#### What the task asks
All that should be output is the block of lines below from the line with "use crate::service::TimetableService;" to the line with "JSON logs filtered", both included, exactly as written.

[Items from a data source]
--------
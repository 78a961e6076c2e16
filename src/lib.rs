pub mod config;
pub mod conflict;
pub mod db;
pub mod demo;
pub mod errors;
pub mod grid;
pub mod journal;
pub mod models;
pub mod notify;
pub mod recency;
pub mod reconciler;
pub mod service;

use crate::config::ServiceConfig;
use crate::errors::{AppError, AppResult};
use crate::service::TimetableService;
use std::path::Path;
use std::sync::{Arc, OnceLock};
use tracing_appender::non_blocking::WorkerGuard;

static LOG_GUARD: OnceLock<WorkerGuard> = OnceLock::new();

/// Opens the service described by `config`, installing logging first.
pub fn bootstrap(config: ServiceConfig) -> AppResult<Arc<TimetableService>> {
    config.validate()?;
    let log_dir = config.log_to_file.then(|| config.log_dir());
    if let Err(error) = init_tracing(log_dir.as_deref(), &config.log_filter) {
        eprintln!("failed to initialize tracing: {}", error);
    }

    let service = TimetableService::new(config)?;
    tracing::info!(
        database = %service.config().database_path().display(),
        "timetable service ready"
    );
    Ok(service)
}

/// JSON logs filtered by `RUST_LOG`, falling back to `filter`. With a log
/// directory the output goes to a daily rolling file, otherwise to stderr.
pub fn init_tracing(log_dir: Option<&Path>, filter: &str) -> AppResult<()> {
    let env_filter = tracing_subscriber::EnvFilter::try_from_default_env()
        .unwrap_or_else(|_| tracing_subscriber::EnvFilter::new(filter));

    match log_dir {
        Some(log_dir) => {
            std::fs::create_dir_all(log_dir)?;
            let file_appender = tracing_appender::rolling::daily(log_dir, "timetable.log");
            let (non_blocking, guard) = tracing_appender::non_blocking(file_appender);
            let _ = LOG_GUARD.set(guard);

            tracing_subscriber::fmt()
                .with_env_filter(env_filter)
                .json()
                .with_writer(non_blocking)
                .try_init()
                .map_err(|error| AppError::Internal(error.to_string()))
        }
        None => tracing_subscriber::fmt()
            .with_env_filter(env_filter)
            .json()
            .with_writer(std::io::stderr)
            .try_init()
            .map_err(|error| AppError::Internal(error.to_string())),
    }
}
--------
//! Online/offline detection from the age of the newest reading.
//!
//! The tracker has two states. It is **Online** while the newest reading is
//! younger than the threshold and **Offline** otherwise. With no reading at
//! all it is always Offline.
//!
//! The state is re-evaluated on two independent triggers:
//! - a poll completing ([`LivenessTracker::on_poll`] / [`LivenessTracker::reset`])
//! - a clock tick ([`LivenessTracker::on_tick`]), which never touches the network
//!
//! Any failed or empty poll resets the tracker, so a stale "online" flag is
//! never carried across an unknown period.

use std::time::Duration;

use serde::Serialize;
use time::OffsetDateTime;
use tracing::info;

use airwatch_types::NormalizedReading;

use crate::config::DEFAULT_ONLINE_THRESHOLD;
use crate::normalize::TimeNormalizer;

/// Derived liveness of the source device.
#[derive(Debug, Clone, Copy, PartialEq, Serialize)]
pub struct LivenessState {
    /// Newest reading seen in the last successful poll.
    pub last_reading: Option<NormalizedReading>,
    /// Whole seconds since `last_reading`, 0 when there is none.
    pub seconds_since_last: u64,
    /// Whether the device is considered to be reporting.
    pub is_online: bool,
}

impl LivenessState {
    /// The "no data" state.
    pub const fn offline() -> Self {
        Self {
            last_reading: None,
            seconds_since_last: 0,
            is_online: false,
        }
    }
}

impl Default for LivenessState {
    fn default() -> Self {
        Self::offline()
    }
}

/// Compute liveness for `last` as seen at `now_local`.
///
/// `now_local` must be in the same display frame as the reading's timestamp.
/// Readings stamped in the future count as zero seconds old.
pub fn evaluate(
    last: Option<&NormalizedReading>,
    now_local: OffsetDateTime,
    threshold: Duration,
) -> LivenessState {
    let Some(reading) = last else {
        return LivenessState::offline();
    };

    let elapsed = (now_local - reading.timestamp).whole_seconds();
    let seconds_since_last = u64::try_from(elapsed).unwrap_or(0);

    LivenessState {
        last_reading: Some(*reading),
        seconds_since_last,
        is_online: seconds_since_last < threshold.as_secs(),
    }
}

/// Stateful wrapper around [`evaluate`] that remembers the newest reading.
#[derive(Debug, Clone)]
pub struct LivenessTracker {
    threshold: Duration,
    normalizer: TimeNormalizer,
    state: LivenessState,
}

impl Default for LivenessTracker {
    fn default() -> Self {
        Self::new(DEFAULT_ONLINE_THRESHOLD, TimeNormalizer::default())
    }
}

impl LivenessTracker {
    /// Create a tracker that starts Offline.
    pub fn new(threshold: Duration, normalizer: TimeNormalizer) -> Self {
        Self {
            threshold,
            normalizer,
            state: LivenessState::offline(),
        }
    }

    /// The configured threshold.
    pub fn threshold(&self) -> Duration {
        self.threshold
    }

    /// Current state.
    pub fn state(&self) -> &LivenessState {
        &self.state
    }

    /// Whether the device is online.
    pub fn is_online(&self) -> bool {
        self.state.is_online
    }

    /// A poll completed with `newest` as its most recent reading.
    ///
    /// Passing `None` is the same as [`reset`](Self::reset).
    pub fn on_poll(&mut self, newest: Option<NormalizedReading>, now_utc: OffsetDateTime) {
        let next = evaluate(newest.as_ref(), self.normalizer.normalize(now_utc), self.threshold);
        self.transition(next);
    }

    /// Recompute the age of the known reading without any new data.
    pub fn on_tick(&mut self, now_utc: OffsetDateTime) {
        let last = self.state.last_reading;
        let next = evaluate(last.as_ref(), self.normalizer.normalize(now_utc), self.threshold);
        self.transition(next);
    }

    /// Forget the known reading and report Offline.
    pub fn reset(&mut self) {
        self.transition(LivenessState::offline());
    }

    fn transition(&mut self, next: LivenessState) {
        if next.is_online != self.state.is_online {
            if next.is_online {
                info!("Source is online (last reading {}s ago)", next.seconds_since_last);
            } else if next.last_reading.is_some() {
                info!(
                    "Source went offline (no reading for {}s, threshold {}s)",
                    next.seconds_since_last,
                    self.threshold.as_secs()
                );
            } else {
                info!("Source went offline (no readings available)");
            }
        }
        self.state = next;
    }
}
--------
#### Your response
use crate::service::TimetableService;
use std::path::Path;
use std::sync::{Arc, OnceLock};
use tracing_appender::non_blocking::WorkerGuard;

static LOG_GUARD: OnceLock<WorkerGuard> = OnceLock::new();

/// Opens the service described by `config`, installing logging first.
pub fn bootstrap(config: ServiceConfig) -> AppResult<Arc<TimetableService>> {
    config.validate()?;
    let log_dir = config.log_to_file.then(|| config.log_dir());
    if let Err(error) = init_tracing(log_dir.as_deref(), &config.log_filter) {
        eprintln!("failed to initialize tracing: {}", error);
    }

    let service = TimetableService::new(config)?;
    tracing::info!(
        database = %service.config().database_path().display(),
        "timetable service ready"
    );
    Ok(service)
}

/// JSON logs filtered by `RUST_LOG`, falling back to `filter`. With a log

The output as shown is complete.